I was thinking about a post I wrote a while back A Gift To Myself and decided to revisit my post and remind myself of the promise I made to be more gentle and kind to myself when it comes to my thoughts, especially now that I’m a new mommy. It’s pretty awesome to think that almost 9 months have gone by since I wrote that post and how much has happened since then.
Last night my husband and I were talking about how important it is to keep the right frame of mind and be more aware of the words that we use when we speak to ourselves, whether it’s outloud or in our mind. I’ve definitely had my moments where rather than pepping myself up, my inner voice sometimes presents more challenges than encouragement, and often times I fall prey to her negative remarks and will begin to doubt myself and overwork my mind.

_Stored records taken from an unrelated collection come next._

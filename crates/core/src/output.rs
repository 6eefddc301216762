use std::io::{self, ErrorKind};
use std::path::Path;

use tokio::fs;

/// Ensure the given output directory exists. Creates missing parent directories as needed.
///
/// Returns Ok(()) if the directory already exists (and is a directory) or is successfully created.
/// Returns an io::Error if creation fails or if a non-directory entity exists at the path.
pub async fn ensure_output_dir<P: AsRef<Path>>(output_path: P) -> io::Result<()> {
    let path = output_path.as_ref();
    match fs::metadata(path).await {
        Ok(meta) if meta.is_dir() => Ok(()),
        Ok(_) => Err(io::Error::new(
            ErrorKind::AlreadyExists,
            format!("{} exists but is not a directory", path.display()),
        )),
        Err(e) if e.kind() == ErrorKind::NotFound => fs::create_dir_all(path).await,
        Err(e) => Err(e),
    }
}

After talking about this subject with my husband, it was like suddenly so many things came to light in my mind and heart. For awhile now I had been carrying a very negative and exhausting thought process in my mind, and I had forgotten to be gentle, kind, and encouraging to myself. Sure, life is very different now and new challenges are presented that I hadn’t imagined before becoming a mom, but I realized that I can make those challenges more enjoyable and more rewarding if I face them with a more positive frame of mind and thought process.
I woke up feeling so upbeat and happy today because of how blessed we are and because I’m so thankful to God for every new experience and new day that he allows me to live. Sure, there’s going to be overwhelming moments, or frustrating events, and probably days that I don’t feel so hot, but if I can take a deep breath and realize that this too is a gift and that I am doing my best and that I can do this too, then I’ll be all the more happier for knowing that I maintained an encouraging frame of mind.
It’s taken me several months to reflect back on this and I’m happy that this came back to me when it did, because I sure needed the reminder.